I am one of those people who often cannot ask for help.
At times, I am so afraid of seeming weak, or whiny, or overly-sensitive, or dependent on other people that I tend to either ignore my own needs until I start flailing around at the last minute in order to not get overwhelmed, or minimize the possibility that some things could be going wrong. I am one of those people who needs to outwardly look like I know what I’m doing and that I have things totally under control — preferably at all times. (Intellectually, I know that this expectation is intensely unrealistic, and can be dangerous; even the most “put-together”-seeming person can be a total wreck in private.)
Part of this is a defense mechanism that I developed around the same time that I started getting made fun of in grade school for my mild cerebral palsy and the limp it caused. Somehow, I figured that if I could be perfect at something — my something being academics — and make it look effortless, other kids would stop making fun of me. This didn’t work out quite the way that I planned; regardless, I still tend to hold onto remnants of this habit.
Part of it is also my own internalization of the cultural ideals that tell people with disabilities that we must always “compensate” for the imperfect status(es) of our bodies or minds, a la the Good Cripple or Supercrip, as well as the cultural messages that tell many women that they must be “perfect” while making it look downright easy, in accordance with the current “ideal” feminine role. A great number of women are told, in ways subtle and not, that we must try to “have it all,” and do it without a drop of sweat showing. We must look good all of the time, we must wear clothes that are “flattering”, we must keep a figure that approximates whatever sort of beauty standards happen to be “in.” We must take care of others’ needs and feelings and make this our number one priority, and think about ourselves last (if at all). We must project an outward appearance of cheeriness, strength, or deference, no matter how we might actually feel. If we cannot do most or all of these things, we have failed. And when this loaded set of expectations intersects with the PWD-compensating-for-disability trope, look the hell out.
These are just a few examples, of course, and these expectations shift in various ways depending upon race, class, ability status, sexuality, gender identification, education, and a host of other factors that are often derided as being remnants of “identity politics.” Identity and its politics, however, still continue to matter.
Here’s where I am going with all of this: For the past few weeks, I have been dealing with newer and more unpleasant fibro symptoms that are starting to affect my day-to-day life. At first, I thought these symptoms were just the result of a bad day, and then a bad week, bad month, et cetera (you can probably guess as to where this leads). I wanted to believe that these symptoms were not a huge deal, and look like I knew how to deal with them until I made it back to “normal,” however tenuous that position is for me. Now that these new and interesting symptoms have become a bigger deal than I had anticipated, a lightbulb has also gone off in my head: I need to work on letting go of this all-or-nothing, but-I-should-always-have-it-together-even-when-I-don’t-and-do-not-need-help mindset.

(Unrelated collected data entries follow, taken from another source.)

use std::{
    collections::{BTreeSet, HashMap},
    sync::Arc,
};

use validator::Validate;

use crate::{
    errors::{AppError, AppResult},
    models::{
        domain::{survey_question::ordered_questions, Question, Survey, SurveyQuestion},
        dto::{
            request::{CreateSurveyRequest, UpdateSurveyRequest},
            response::SurveyDto,
        },
    },
    repositories::{QuestionRepository, SurveyRepository},
};

/// Maintains each survey's ordered question list. The list is always written
/// whole: create inserts one join row per id, update deletes every row and
/// re-inserts the new list, both inside one repository transaction.
pub struct SurveyService {
    surveys: Arc<dyn SurveyRepository>,
    questions: Arc<dyn QuestionRepository>,
}

impl SurveyService {
    pub fn new(surveys: Arc<dyn SurveyRepository>, questions: Arc<dyn QuestionRepository>) -> Self {
        Self { surveys, questions }
    }

    pub async fn create_survey(&self, request: CreateSurveyRequest) -> AppResult<SurveyDto> {
        request.validate()?;

        let (survey, question_ids) = request.into_survey();
        let lookup = self.load_questions(&question_ids).await?;
        let links = SurveyQuestion::link_all(&survey.id, &question_ids);

        let created = self.surveys.create(survey, links.clone()).await?;
        log::info!(
            "Created survey {} with {} question(s)",
            created.id,
            links.len()
        );

        let questions = ordered_questions(&links, &lookup);
        Ok(SurveyDto::new(created, questions))
    }

    pub async fn list_surveys(&self, active: Option<bool>) -> AppResult<Vec<SurveyDto>> {
        let surveys = self.surveys.find_all(active).await?;
        if surveys.is_empty() {
            return Ok(vec![]);
        }

        let survey_ids: Vec<String> = surveys.iter().map(|s| s.id.clone()).collect();
        let links = self.surveys.find_links(&survey_ids).await?;

        let mut links_by_survey: HashMap<String, Vec<SurveyQuestion>> = HashMap::new();
        for link in links {
            links_by_survey
                .entry(link.survey_id.clone())
                .or_default()
                .push(link);
        }

        let all_question_ids: Vec<String> = links_by_survey
            .values()
            .flatten()
            .map(|l| l.question_id.clone())
            .collect();
        let lookup = self.fetch_questions(&all_question_ids).await?;

        Ok(surveys
            .into_iter()
            .map(|survey| {
                let links = links_by_survey.remove(&survey.id).unwrap_or_default();
                let questions = ordered_questions(&links, &lookup);
                SurveyDto::new(survey, questions)
            })
            .collect())
    }

    pub async fn get_survey(&self, id: &str) -> AppResult<SurveyDto> {
        let survey = self.find_survey(id).await?;
        self.materialize(survey).await
    }

    pub async fn update_survey(&self, id: &str, request: UpdateSurveyRequest) -> AppResult<SurveyDto> {
        request.validate()?;

        let mut survey = self.find_survey(id).await?;
        let replacement = request.apply_to(&mut survey);

        let links = match replacement {
            Some(question_ids) => {
                self.load_questions(&question_ids).await?;
                Some(SurveyQuestion::link_all(&survey.id, &question_ids))
            }
            None => None,
        };

        if let Some(links) = &links {
            log::info!(
                "Replacing question list of survey {} with {} question(s)",
                survey.id,
                links.len()
            );
        }

        let updated = self.surveys.update(survey, links).await?;
        self.materialize(updated).await
    }

    pub async fn delete_survey(&self, id: &str) -> AppResult<()> {
        self.surveys.delete(id).await?;
        log::info!("Deleted survey {}", id);
        Ok(())
    }

    async fn find_survey(&self, id: &str) -> AppResult<Survey> {
        self.surveys
            .find_by_id(id)
            .await?
            .ok_or_else(|| AppError::NotFound(format!("Survey with id '{}' not found", id)))
    }

    async fn materialize(&self, survey: Survey) -> AppResult<SurveyDto> {
        let links = self.surveys.find_links(&[survey.id.clone()]).await?;
        let question_ids: Vec<String> = links.iter().map(|l| l.question_id.clone()).collect();
        let lookup = self.fetch_questions(&question_ids).await?;

        let questions = ordered_questions(&links, &lookup);
        Ok(SurveyDto::new(survey, questions))
    }

    async fn fetch_questions(&self, ids: &[String]) -> AppResult<HashMap<String, Question>> {
        let unique: Vec<String> = ids
            .iter()
            .cloned()
            .collect::<BTreeSet<_>>()
            .into_iter()
            .collect();

        let questions = self.questions.find_by_ids(&unique).await?;
        Ok(questions.into_iter().map(|q| (q.id.clone(), q)).collect())
    }

    /// Like `fetch_questions`, but every requested id must exist.
    async fn load_questions(&self, ids: &[String]) -> AppResult<HashMap<String, Question>> {
        if ids.is_empty() {
            return Ok(HashMap::new());
        }

        let lookup = self.fetch_questions(ids).await?;
        let unknown: BTreeSet<&str> = ids
            .iter()
            .filter(|id| !lookup.contains_key(id.as_str()))
            .map(String::as_str)
            .collect();

        if !unknown.is_empty() {
            let listed: Vec<&str> = unknown.into_iter().collect();
            return Err(AppError::invalid_field(
                "questions",
                format!("unknown question id(s): {}", listed.join(", ")),
            ));
        }

        Ok(lookup)
    }
}
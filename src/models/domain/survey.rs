use chrono::{DateTime, Utc};
use serde::{Deserialize, Serialize};
use serde_json::Value;
use uuid::Uuid;

/// Survey row. The ordered question list is not stored here; it is kept as
/// `SurveyQuestion` rows owned by the survey.
#[derive(Clone, Debug, PartialEq, Deserialize, Serialize)]
pub struct Survey {
    pub id: String,
    pub name: String,
    #[serde(default)]
    pub description: Option<String>,
    #[serde(default)]
    pub synopsis: Option<String>,
    #[serde(default)]
    pub active: Option<bool>,
    #[serde(default)]
    pub meta: Option<Value>,
    pub added_at: DateTime<Utc>,
    pub edited_at: DateTime<Utc>,
}

impl Survey {
    pub fn new(name: &str) -> Self {
        let now = Utc::now();
        Survey {
            id: Uuid::new_v4().to_string(),
            name: name.to_string(),
            description: None,
            synopsis: None,
            active: None,
            meta: None,
            added_at: now,
            edited_at: now,
        }
    }

    pub fn touch(&mut self) {
        self.edited_at = Utc::now();
    }
}
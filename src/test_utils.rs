use crate::models::domain::{AdminUser, Question, Survey};

#[cfg(test)]
pub mod fixtures {
    use super::*;

    /// Question with a fixed id, text `Question <id>`
    pub fn question_with_id(id: &str) -> Question {
        let mut question = Question::new(&format!("Question {}", id), None);
        question.id = id.to_string();
        question
    }

    /// Survey with a fixed id, name `Survey <id>`
    pub fn survey_with_id(id: &str) -> Survey {
        let mut survey = Survey::new(&format!("Survey {}", id));
        survey.id = id.to_string();
        survey
    }

    /// Admin record matched by object id `oid-<id>` or email `<id>@example.com`
    pub fn admin_user(id: &str, is_admin: bool, active: bool) -> AdminUser {
        AdminUser {
            id: id.to_string(),
            azure_id: Some(format!("oid-{}", id)),
            email: Some(format!("{}@example.com", id)),
            is_admin,
            active,
        }
    }
}

#[cfg(test)]
pub mod test_helpers {
    use actix_web::http::StatusCode;

    /// Asserts that a status code represents an error (4xx or 5xx)
    pub fn assert_error_status(status: StatusCode) {
        assert!(
            status.is_client_error() || status.is_server_error(),
            "Expected error status, got: {}",
            status
        );
    }

    /// Asserts that a status code represents success (2xx)
    pub fn assert_success_status(status: StatusCode) {
        assert!(
            status.is_success(),
            "Expected success status, got: {}",
            status
        );
    }
}
use serde::{Deserialize, Deserializer};
use serde_json::Value;
use validator::Validate;

use crate::models::domain::{Question, Survey};

/// Distinguishes an absent field (`None`) from an explicit `null`
/// (`Some(None)`) in partial updates.
fn present<'de, T, D>(deserializer: D) -> Result<Option<Option<T>>, D::Error>
where
    T: Deserialize<'de>,
    D: Deserializer<'de>,
{
    Option::<T>::deserialize(deserializer).map(Some)
}

#[derive(Debug, Clone, Deserialize, Validate)]
pub struct CreateQuestionRequest {
    #[validate(length(min = 1, message = "question must not be empty"))]
    pub question: String,

    #[serde(default)]
    pub meta: Option<Value>,
}

#[derive(Debug, Clone, Default, Deserialize, Validate)]
pub struct UpdateQuestionRequest {
    #[validate(length(min = 1, message = "question must not be empty"))]
    pub question: Option<String>,

    #[serde(default, deserialize_with = "present")]
    pub meta: Option<Option<Value>>,
}

impl UpdateQuestionRequest {
    pub fn apply_to(self, question: &mut Question) {
        if let Some(text) = self.question {
            question.question = text;
        }
        if let Some(meta) = self.meta {
            question.meta = meta;
        }
        question.touch();
    }
}

#[derive(Debug, Clone, Deserialize, Validate)]
pub struct CreateSurveyRequest {
    #[validate(length(min = 1, message = "name must not be empty"))]
    pub name: String,

    #[serde(default)]
    pub description: Option<String>,

    #[serde(default)]
    pub synopsis: Option<String>,

    #[serde(default)]
    pub active: Option<bool>,

    // Question ids in display order
    #[serde(default)]
    pub questions: Option<Vec<String>>,

    #[serde(default)]
    pub meta: Option<Value>,
}

impl CreateSurveyRequest {
    /// Builds the survey row and hands back the requested question order.
    pub fn into_survey(self) -> (Survey, Vec<String>) {
        let mut survey = Survey::new(&self.name);
        survey.description = self.description;
        survey.synopsis = self.synopsis;
        survey.active = self.active;
        survey.meta = self.meta;
        (survey, self.questions.unwrap_or_default())
    }
}

#[derive(Debug, Clone, Default, Deserialize, Validate)]
pub struct UpdateSurveyRequest {
    #[validate(length(min = 1, message = "name must not be empty"))]
    pub name: Option<String>,

    #[serde(default, deserialize_with = "present")]
    pub description: Option<Option<String>>,

    #[serde(default, deserialize_with = "present")]
    pub synopsis: Option<Option<String>>,

    #[serde(default, deserialize_with = "present")]
    pub active: Option<Option<bool>>,

    /// When present, replaces the survey's whole question list.
    #[serde(default)]
    pub questions: Option<Vec<String>>,

    #[serde(default, deserialize_with = "present")]
    pub meta: Option<Option<Value>>,
}

impl UpdateSurveyRequest {
    /// Applies the scalar fields and returns the replacement question list, if any.
    pub fn apply_to(self, survey: &mut Survey) -> Option<Vec<String>> {
        if let Some(name) = self.name {
            survey.name = name;
        }
        if let Some(description) = self.description {
            survey.description = description;
        }
        if let Some(synopsis) = self.synopsis {
            survey.synopsis = synopsis;
        }
        if let Some(active) = self.active {
            survey.active = active;
        }
        if let Some(meta) = self.meta {
            survey.meta = meta;
        }
        survey.touch();
        self.questions
    }
}

#[derive(Debug, Clone, Default, Deserialize)]
pub struct SurveyListParams {
    pub active: Option<bool>,
}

Today, I finally made the decision to schedule a doctor’s appointment to get help with my new symptoms.
Acknowledging that I don’t have some things completely “together” and that I (gasp) need medical help with these symptoms may be a tiny first step toward changing the tape loop in my brain that tells me that I am on one side of a binary — that I am either a or b, all or nothing, need help with everything or do not ever. There is a middle ground. Until now, I haven’t been able to acknowledge that.